Along with the far-reaching political and regional goals, the ENP program has a vital economic significance for Armenia. It is no accident that the European Union has become one of Armenia’s largest trade partners (it accounts for approximately 40% of its commodity export structure). At the same time, the EU is making serious efforts to gain a stronger foothold in the Southern Caucasus with the help of several programs called upon to promote the development of regional cooperation and the implementation of reforms in keeping with European standards. In the cultural, scientific-technical, and educational spheres, Armenia is primarily attracted by the fact that the ENP program provides it with the opportunity to participate in similar programs in the EU itself. In particular, our republic is showing an interest in joint environmental protection, technical staff retraining, training organization, information, and telecommunication projects, as well as those aimed at resolving youth problems.

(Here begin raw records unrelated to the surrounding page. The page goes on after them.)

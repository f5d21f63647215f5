/*
 *  config.rs
 *  (c) 2025 Teodor Potancok
 *
 *  This Source Code Form is subject to the terms of the Mozilla Public
 *  License, v. 2.0. If a copy of the MPL was not distributed with this
 *  file, You can obtain one at https://mozilla.org/MPL/2.0/.
 */
use serde::Deserialize;
use std::path::Path;
use thiserror::Error;

#[derive(Deserialize, Debug, Default)]
#[serde(deny_unknown_fields)]
pub struct SecretConfig {
    /// Number of random bytes, before hex encoding.
    pub length: Option<usize>,
}

#[derive(Deserialize, Debug, Default)]
#[serde(deny_unknown_fields)]
pub struct Config {
    #[serde(default)]
    pub secret: SecretConfig,
}

#[derive(Error, Debug)]
pub enum LoadError {
    #[error("Error reading file: {0}")]
    ReadFile(std::io::Error),
    #[error("Error deserializing file: {}", .0.message())]
    Deserialize(toml::de::Error),
}

impl Config {
    pub fn load(path: impl AsRef<Path>) -> Result<Self, LoadError> {
        let file = match std::fs::read_to_string(path) {
            Ok(f) => f,
            Err(e) => return Err(LoadError::ReadFile(e)),
        };
        let cfg = match toml::from_str::<Config>(&file) {
            Ok(f) => f,
            Err(e) => return Err(LoadError::Deserialize(e)),
        };

        Ok(cfg)
    }
}

#[cfg(test)]
mod tests {
    use super::*;
    use std::io::Write;
    use tempfile::NamedTempFile;

    fn write_config(contents: &str) -> NamedTempFile {
        let mut file = NamedTempFile::new().unwrap();
        file.write_all(contents.as_bytes()).unwrap();
        file
    }

    #[test]
    fn reads_secret_length() {
        let file = write_config("[secret]\nlength = 32\n");
        let cfg = Config::load(file.path()).unwrap();
        assert_eq!(cfg.secret.length, Some(32));
    }

    #[test]
    fn empty_file_has_no_length() {
        let file = write_config("");
        let cfg = Config::load(file.path()).unwrap();
        assert_eq!(cfg.secret.length, None);
    }

    #[test]
    fn missing_file() {
        let dir = tempfile::tempdir().unwrap();
        let err = Config::load(dir.path().join("nope.toml")).unwrap_err();
        assert!(matches!(err, LoadError::ReadFile(_)));
    }

    #[test]
    fn malformed_toml() {
        let file = write_config("[secret]\nlength = \"lots\"\n");
        let err = Config::load(file.path()).unwrap_err();
        assert!(matches!(err, LoadError::Deserialize(_)));
    }

    #[test]
    fn negative_length_is_rejected() {
        let file = write_config("[secret]\nlength = -4\n");
        assert!(matches!(
            Config::load(file.path()),
            Err(LoadError::Deserialize(_))
        ));
    }
}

3.2. Erevan’s Principled Approach to Implementing ENP Programs
Armenian experts and members of the country’s leadership believe that significant adjustments should be made to the measures being undertaken within the framework of the Action Plan to ensure that the new document does not become a replay of the Partnership and Cooperation Agreement and is not limited only to the items set forth in it. All the same, this agreement will still form the legal basis for EU-Armenia cooperation, which naturally will allow for full use to be made of the opportunities envisaged in it. In other words, when carrying out the Action Plan, one of official Erevan’s main tasks is to avoid strictly formal or cosmetic changes. Whatever the case, reference to specific measures will become one of the basic elements of the Action Plan.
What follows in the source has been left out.